Kot macochy 33-latka przyczyną policyjnej interwencji w Bartoszycach

2021-11-04 11:20:37(ost. akt: 2021-11-06 16:34:24)
Zdjęcie jest ilustracją do tekstu

Zdjęcie jest ilustracją do tekstu

Autor zdjęcia: Arch. Brat Kot

46-latka z Bartoszyc zgłosiła, że jej pasierb awanturował się i zdemolował mieszkanie. Okazało się, że w sprawę zamieszany nie jest wskazany mężczyzna, ale kot macochy 33-latka. Kobieta, jak przyznała, wezwała policję na złość pasierbowi, bo go nie lubi i chce żeby się wyprowadził.
Wieczorem 2 listopada policjanci zostali zaalarmowani zgłoszeniem o zdemolowanym mieszkaniu i awanturującym się mężczyźnie w jednym z mieszkań w Bartoszycach. Na miejscu okazało się, że do niczego opisanego w dramatycznym zgłoszeniu nie doszło.

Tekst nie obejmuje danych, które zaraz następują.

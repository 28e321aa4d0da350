use crate::error::{LoxError, Result};
use crate::token::Token;
use crate::value::Value;
use log::debug;
use std::cell::RefCell;
use std::collections::HashMap;
use std::rc::Rc;

/// Shared handle to an environment.  Closures keep their defining
/// environment alive through this count.
pub type EnvRef = Rc<RefCell<Environment>>;

/// One lexical scope: a name→value map plus a link to its parent.
#[derive(Debug, Default)]
pub struct Environment {
    values: HashMap<String, Value>,
    enclosing: Option<EnvRef>,
}

impl Environment {
    pub fn new() -> Self {
        Self::default()
    }

    pub fn with_enclosing(enclosing: EnvRef) -> Self {
        Environment {
            values: HashMap::new(),
            enclosing: Some(enclosing),
        }
    }

    /// Wrap in a fresh shared handle.
    pub fn into_ref(self) -> EnvRef {
        Rc::new(RefCell::new(self))
    }

    /// Bind `name` in this scope, replacing any previous binding here.
    pub fn define(&mut self, name: &str, value: Value) {
        self.values.insert(name.to_string(), value);
    }

    /// Dynamic lookup through the whole chain; used for globals.
    pub fn get(&self, name: &Token) -> Result<Value> {
        if let Some(value) = self.values.get(&name.lexeme) {
            Ok(value.clone())
        } else if let Some(enclosing) = &self.enclosing {
            enclosing.borrow().get(name)
        } else {
            Err(undefined(name))
        }
    }

    pub fn assign(&mut self, name: &Token, value: Value) -> Result<()> {
        if let Some(slot) = self.values.get_mut(&name.lexeme) {
            *slot = value;
            Ok(())
        } else if let Some(enclosing) = &self.enclosing {
            enclosing.borrow_mut().assign(name, value)
        } else {
            Err(undefined(name))
        }
    }

    /// The environment `distance` links up the chain from `env`.  Running off
    /// the end of the chain is a runtime error reported against `name`.
    pub fn ancestor(env: &EnvRef, distance: usize, name: &Token) -> Result<EnvRef> {
        let mut current: EnvRef = Rc::clone(env);

        for hop in 0..distance {
            let next: Option<EnvRef> = current.borrow().enclosing.clone();
            match next {
                Some(parent) => current = parent,
                None => {
                    debug!(
                        "Environment chain ends after {} of {} link(s) for '{}'",
                        hop, distance, name.lexeme
                    );
                    return Err(LoxError::runtime(
                        name.line,
                        format!(
                            "No scope {} level(s) out for '{}'.",
                            distance, name.lexeme
                        ),
                    ));
                }
            }
        }

        Ok(current)
    }

    /// Read `name` from exactly the scope `distance` links up; no fallback
    /// to other scopes.
    pub fn get_at(env: &EnvRef, distance: usize, name: &Token) -> Result<Value> {
        let scope: EnvRef = Self::ancestor(env, distance, name)?;
        let value: Option<Value> = scope.borrow().values.get(&name.lexeme).cloned();

        value.ok_or_else(|| undefined(name))
    }

    pub fn assign_at(env: &EnvRef, distance: usize, name: &Token, value: Value) -> Result<()> {
        let scope: EnvRef = Self::ancestor(env, distance, name)?;
        let mut scope_mut = scope.borrow_mut();

        match scope_mut.values.get_mut(&name.lexeme) {
            Some(slot) => {
                *slot = value;
                Ok(())
            }
            None => Err(undefined(name)),
        }
    }
}

fn undefined(name: &Token) -> LoxError {
    LoxError::runtime(name.line, format!("Undefined variable '{}'.", name.lexeme))
}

Policjanci ustalili, że 46-letnia macocha 33-latka oskarżyła go o panujący w kuchni bałagan spowodowany zrzuconymi z kuchennego blatu przedmiotów. Po dłuższej rozmowie okazało się, że do zdarzenia doszło pod nieobecność 33-latka w domu, a „winny” całemu zamieszaniu jest kot kobiety. 46-latka przyznała, że wezwała policję na złość swojemu pasierbowi, bo go nie lubi i chce żeby się wyprowadził. Kobieta w czasie policyjnej interwencji była nietrzeźwa.

Kobieta przed sądem odpowie za wywołanie fałszywego alarmu. Grozi jej grzywna do 1500 zł. Dodatkowo sąd może orzec wobec niej konieczność zwrotu kosztów poniesionych w związku z bezpodstawną interwencją, o które będzie wnosiła Komenda Powiatowa Policji w Bartoszycach.